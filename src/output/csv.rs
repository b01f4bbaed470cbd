//! CSV output format writer.

use crate::error::{Error, Result};
use crate::filter::ClassificationEvent;
use crate::output::OutputWriter;
use serde_json::Value;
use std::io::Write;

/// CSV format output writer.
///
/// Columns are fixed by [`OutputWriter::write_header`]; fields a record
/// lacks are written as empty cells.
pub struct CsvWriter<W: Write> {
    writer: csv::Writer<W>,
    columns: Vec<String>,
}

impl<W: Write> CsvWriter<W> {
    /// Create a new CSV writer.
    pub fn new(writer: W) -> Self {
        Self {
            writer: csv::Writer::from_writer(writer),
            columns: Vec::new(),
        }
    }
}

impl<W: Write> OutputWriter for CsvWriter<W> {
    fn write_header(&mut self, columns: &[String]) -> Result<()> {
        self.columns = columns.to_vec();
        if self.columns.is_empty() {
            return Ok(());
        }

        self.writer
            .write_record(&self.columns)
            .map_err(|e| Error::CsvWrite { source: e })
    }

    fn write_record(&mut self, record: &ClassificationEvent) -> Result<()> {
        if self.columns.is_empty() {
            return Ok(());
        }

        let cells = self
            .columns
            .iter()
            .map(|column| record.get(column).map(cell_text).unwrap_or_default());

        self.writer
            .write_record(cells)
            .map_err(|e| Error::CsvWrite { source: e })
    }

    fn finalize(&mut self) -> Result<()> {
        self.writer.flush()?;
        Ok(())
    }
}

/// Render a field value as CSV cell text.
///
/// Strings are written verbatim, null as an empty cell, and nested values
/// as compact JSON.
fn cell_text(value: &Value) -> String {
    match value {
        Value::Null => String::new(),
        Value::String(s) => s.clone(),
        Value::Bool(_) | Value::Number(_) | Value::Array(_) | Value::Object(_) => {
            value.to_string()
        }
    }
}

PROBLEM REQUIREMENTS =>
For the word "crate", return every line of the records that holds it.

REPLY =>
use crate::error::{Error, Result};
use crate::filter::ClassificationEvent;
use crate::output::OutputWriter;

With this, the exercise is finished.